I lifted the leg of my pants to scratch the hell out of my calf. I had gone for a walk outside the night before to try and preserve the zen I had been attempting to harness all day. It was mid-July and I must have forgotten to put on bug spray.

I had entered the testing room determined to slay this thing in 75 questions. Everyone I knew who had taken the test passed in 75 questions and said that, no matter what, you will walk out feeling like you failed. But no, not me. I was going to be different from everyone else. I was going to feel great. I mean, I was even wearing a shirt that said “knowledge is power.” I had this thing in the bag.

But the questions? They were HARD. Like, harder than trying to explain to my parents what a meme is.

I took my frustration out on my legs as I dug what was left of my nails into my skin. 75 questions came and went. When I got to 76 I thought, this HAS to be it. And then the same thing for 77. And 78. And 79. And then 100. Any question now it will shut off, I kept thinking. I just kept going, going, going. 150, 151, 152, 153. By the time I got to question 200, I knew I was in it for the long haul. I was going to answer every single question this beast had to offer.

Over four hours after I sat down to begin, my test shut off after question 265. Once my screen was blank I sat there for five minutes to let what I wouldn’t dare let myself think during the test sink in. I had failed. And if I didn’t fail, I obviously wasn’t as smart as I thought I was, being that it took me 265 questions to convince the NCLEX I was smart enough to be a nurse.

I looked down and my legs and arms were covered in hives. My body must be releasing histamine to fight off what it didn’t know was causing my cortisol levels to increase, I thought. See? I’m smart. So why so many questions? I whined inside my head.

Before I go on, I want to be very, very clear about something. In the grand scheme of life, I know this was just an exam. I understand that I was not waiting on test results that were going to tell me whether or not I had a terminal disease. And believe me, I know how blessed I am to have never experienced that kind of fear. All I can tell you is that all of my self-worth was riding on whether or not I passed this test. Rational? No, probably not. But neither am I.

I made it all the way to my car and managed to get my seatbelt on before I started crying like a second-grader who just found out Santa isn’t real. I powered my phone back on to find a slew of “good luck!” texts come through and I wanted to vomit. How was I going to tell all my friends and family that I failed this thing I had spent the last 2.5 years preparing for? I had so many people cheering me on and I was going to disappoint everyone.

The next 48 hours I spent waiting for my results were torture. I can’t tell you how to get through them, but I can tell you how I did. I can tell you that I spent an embarrassing number of hours watching Friends and New Girl. I can tell you that I went through several pints of Halo Top (and didn’t even have to feel guilty about it – score!). I can tell you that I went for a destination-less drive, rolled down all my windows, and sang every Taylor Swift song at the top of my lungs until I could no longer hear my own self-deprecating thoughts.

Here is the point I want to drive home: I managed to stay relatively calm throughout the four-plus hours of this exam. I thoroughly read each question and every answer choice and went with the best option. I thought that passing in 75 questions was going to make me a good nurse but I have never been more wrong about anything.

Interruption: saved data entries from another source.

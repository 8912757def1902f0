use std::sync::Arc;

use dioxus::core::NoOpMutations;
use dioxus::prelude::*;
use dioxus_router::{Routable, Router};
use exam_core::model::{AnswerKey, AnswerOption, ExamConfig, OptionKey, Question, QuestionId};
use exam_core::time::fixed_now;
use services::{AdvisoryService, Clock, ExamLoopService};
use storage::{InMemoryQuestionBank, QuestionBankLoader};

use crate::context::{UiApp, build_app_context};
use crate::views::exam::{AdvisoryTestHandles, ExamTestHandles};
use crate::views::{AttemptView, LandingView};

#[derive(Clone)]
struct TestApp {
    config: ExamConfig,
    exam_loop: Arc<ExamLoopService>,
    advisory: Arc<AdvisoryService>,
}

impl UiApp for TestApp {
    fn exam_config(&self) -> ExamConfig {
        self.config.clone()
    }

    fn exam_loop(&self) -> Arc<ExamLoopService> {
        Arc::clone(&self.exam_loop)
    }

    fn advisory(&self) -> Arc<AdvisoryService> {
        Arc::clone(&self.advisory)
    }
}

#[derive(Clone, Copy, PartialEq, Eq)]
pub enum ViewKind {
    Landing,
    Attempt,
}

#[derive(Props, Clone)]
struct ViewHarnessProps {
    app: Arc<TestApp>,
    view: ViewKind,
    exam_handles: Option<ExamTestHandles>,
    advisory_handles: AdvisoryTestHandles,
}

impl PartialEq for ViewHarnessProps {
    fn eq(&self, _other: &Self) -> bool {
        true
    }
}

impl Eq for ViewHarnessProps {}

#[component]
fn ViewRouterHarness(props: ViewHarnessProps) -> Element {
    let app: Arc<dyn UiApp> = props.app.clone();
    use_context_provider(|| build_app_context(&app));
    use_context_provider(|| props.view);
    if let Some(handles) = props.exam_handles.clone() {
        use_context_provider(|| handles);
    }
    let advisory_handles = props.advisory_handles.clone();
    use_context_provider(|| advisory_handles);
    rsx! { Router::<TestRoute> {} }
}

#[derive(Clone, Routable, PartialEq)]
#[rustfmt::skip]
enum TestRoute {
    #[route("/")]
    Root {},
}

#[component]
fn Root() -> Element {
    let view = use_context::<ViewKind>();
    match view {
        ViewKind::Landing => rsx! { LandingView {} },
        ViewKind::Attempt => rsx! { AttemptView {} },
    }
}

pub struct ViewHarness {
    pub dom: VirtualDom,
    pub exam_handles: Option<ExamTestHandles>,
    pub advisory_handles: AdvisoryTestHandles,
}

impl ViewHarness {
    pub fn rebuild(&mut self) {
        self.dom.rebuild_in_place();
        drive_dom(&mut self.dom);
    }

    pub async fn drive_async(&mut self) {
        let _ = tokio::time::timeout(
            std::time::Duration::from_millis(50),
            self.dom.wait_for_work(),
        )
        .await;
        self.dom.render_immediate(&mut NoOpMutations);
        self.dom.process_events();
    }

    pub fn render(&self) -> String {
        dioxus_ssr::render(&self.dom)
    }

    pub fn handles(&self) -> ExamTestHandles {
        self.exam_handles.clone().expect("exam handles")
    }

    pub fn advisory_handles(&self) -> AdvisoryTestHandles {
        self.advisory_handles.clone()
    }
}

pub fn drive_dom(dom: &mut VirtualDom) {
    dom.process_events();
    dom.render_immediate(&mut NoOpMutations);
    dom.process_events();
}

/// Bank of `size` questions whose correct key is always `A`.
pub fn sample_bank(size: usize) -> Vec<Question> {
    (0..size)
        .map(|i| {
            Question::new(
                QuestionId::new(format!("q{i}")).expect("qid"),
                format!("Which service fits case {i}?"),
                vec![
                    AnswerOption::new(OptionKey::new("A").expect("key"), format!("Right {i}")),
                    AnswerOption::new(OptionKey::new("B").expect("key"), format!("Wrong {i}")),
                ],
                AnswerKey::Single(OptionKey::new("A").expect("key")),
            )
            .expect("question")
        })
        .collect()
}

pub fn setup_view_harness(view: ViewKind, bank: Arc<dyn QuestionBankLoader>) -> ViewHarness {
    setup_view_harness_with(view, bank, ExamConfig::new(1200, 3, 10, 0.7).expect("config"))
}

pub fn setup_view_harness_with(
    view: ViewKind,
    bank: Arc<dyn QuestionBankLoader>,
    config: ExamConfig,
) -> ViewHarness {
    build_harness(view, bank, config, Arc::new(AdvisoryService::disabled()))
}

/// Attempt view with a live advisory panel backed by `advisory`.
pub fn setup_attempt_with_advisory(
    bank: Arc<dyn QuestionBankLoader>,
    advisory: Arc<AdvisoryService>,
) -> ViewHarness {
    let config = ExamConfig::new(1200, 3, 10, 0.7).expect("config");
    build_harness(ViewKind::Attempt, bank, config, advisory)
}

fn build_harness(
    view: ViewKind,
    bank: Arc<dyn QuestionBankLoader>,
    config: ExamConfig,
    advisory: Arc<AdvisoryService>,
) -> ViewHarness {
    let clock = Clock::fixed(fixed_now());
    let exam_loop = Arc::new(ExamLoopService::new(clock, bank, config.clone()).with_seed(Some(3)));
    let app = Arc::new(TestApp {
        config,
        exam_loop,
        advisory,
    });
    let exam_handles = match view {
        ViewKind::Attempt => Some(ExamTestHandles::default()),
        ViewKind::Landing => None,
    };
    let advisory_handles = AdvisoryTestHandles::default();

    let dom = VirtualDom::new_with_props(
        ViewRouterHarness,
        ViewHarnessProps {
            app,
            view,
            exam_handles: exam_handles.clone(),
            advisory_handles: advisory_handles.clone(),
        },
    );

    ViewHarness {
        dom,
        exam_handles,
        advisory_handles,
    }
}

pub fn in_memory_bank(size: usize) -> Arc<dyn QuestionBankLoader> {
    Arc::new(InMemoryQuestionBank::new(sample_bank(size)))
}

You know what part about this NCLEX experience makes me a good nurse? The fact that I was able to adapt to an unanticipated change in the scenario and act accordingly. The fact that I was able to carry on in a high-stress situation (despite the hives – but what’s a little itching on your lower extremities, eh?). Yes, I have OCD. Yes, I am semi-Type A. And yes, the fact that this didn’t go according to my plan really pissed me off. But guess what? Situations in the hospital rarely go according to plan and to be a good nurse, you have to know that and go with it.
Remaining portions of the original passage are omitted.